• _Work request_
Extract the lines from the first line of the records below through the line containing "logging::init_logging(&config.observability);", inclusive, and reproduce them exactly as written.

Stored items

= = = = = = =

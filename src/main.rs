//! Telemetry-instrumented record service.
//!
//! # Architecture Overview
//!
//! ```text
//!     Client Request
//!     ──────────────▶ http server ──▶ handlers ──▶ store
//!                          │
//!                          │ 500 + Failure
//!                          ▼
//!                    error reporter ──┐
//!                                     ├──▶ tracer ──▶ batch processor ──▶ HTTP exporter ──▶ collector
//!     sampler (fixed delay) ──────────┘
//!         │
//!         └── process probe (sysinfo + tracking allocator)
//! ```

use std::path::PathBuf;

use clap::Parser;

use telemetry_app::config::{load_config, validate_config, AppConfig};
use telemetry_app::lifecycle::startup;
use telemetry_app::observability::logging;
use telemetry_app::sampling::TrackingAllocator;

#[global_allocator]
static GLOBAL: TrackingAllocator = TrackingAllocator::new();

#[derive(Parser, Debug)]
#[command(name = "telemetry-app", version, about = "Record service with span export")]
struct Cli {
    /// Path to a TOML configuration file
    #[arg(short, long)]
    config: Option<PathBuf>,

    /// Override listener.bind_address
    #[arg(long)]
    bind: Option<String>,

    /// Override telemetry.collector_url
    #[arg(long)]
    collector_url: Option<String>,
}

#[tokio::main]
async fn main() -> Result<(), Box<dyn std::error::Error>> {
    let cli = Cli::parse();

    let mut config = match &cli.config {
        Some(path) => load_config(path)?,
        None => AppConfig::default(),
    };
    if let Some(bind) = cli.bind {
        config.listener.bind_address = bind;
    }
    if let Some(url) = cli.collector_url {
        config.telemetry.collector_url = url;
    }
    validate_config(&config).map_err(telemetry_app::config::ConfigError::Validation)?;

    logging::init_logging(&config.observability);
    tracing::info!(version = env!("CARGO_PKG_VERSION"), "telemetry-app starting");

    startup::run(config).await?;

    tracing::info!("Shutdown complete");
    Ok(())
}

= = = = = = =

• _Task result_
filename src/main.rs
//! Telemetry-instrumented record service.
//!
//! # Architecture Overview
//!
//! ```text
//!     Client Request
//!     ──────────────▶ http server ──▶ handlers ──▶ store
//!                          │
//!                          │ 500 + Failure
//!                          ▼
//!                    error reporter ──┐
//!                                     ├──▶ tracer ──▶ batch processor ──▶ HTTP exporter ──▶ collector
//!     sampler (fixed delay) ──────────┘
//!         │
//!         └── process probe (sysinfo + tracking allocator)
//! ```

use std::path::PathBuf;

use clap::Parser;

use telemetry_app::config::{load_config, validate_config, AppConfig};
use telemetry_app::lifecycle::startup;
use telemetry_app::observability::logging;
use telemetry_app::sampling::TrackingAllocator;

#[global_allocator]
static GLOBAL: TrackingAllocator = TrackingAllocator::new();

#[derive(Parser, Debug)]
#[command(name = "telemetry-app", version, about = "Record service with span export")]
struct Cli {
    /// Path to a TOML configuration file
    #[arg(short, long)]
    config: Option<PathBuf>,

    /// Override listener.bind_address
    #[arg(long)]
    bind: Option<String>,

    /// Override telemetry.collector_url
    #[arg(long)]
    collector_url: Option<String>,
}

#[tokio::main]
async fn main() -> Result<(), Box<dyn std::error::Error>> {
    let cli = Cli::parse();

    let mut config = match &cli.config {
        Some(path) => load_config(path)?,
        None => AppConfig::default(),
    };
    if let Some(bind) = cli.bind {
        config.listener.bind_address = bind;
    }
    if let Some(url) = cli.collector_url {
        config.telemetry.collector_url = url;
    }
    validate_config(&config).map_err(telemetry_app::config::ConfigError::Validation)?;

    logging::init_logging(&config.observability);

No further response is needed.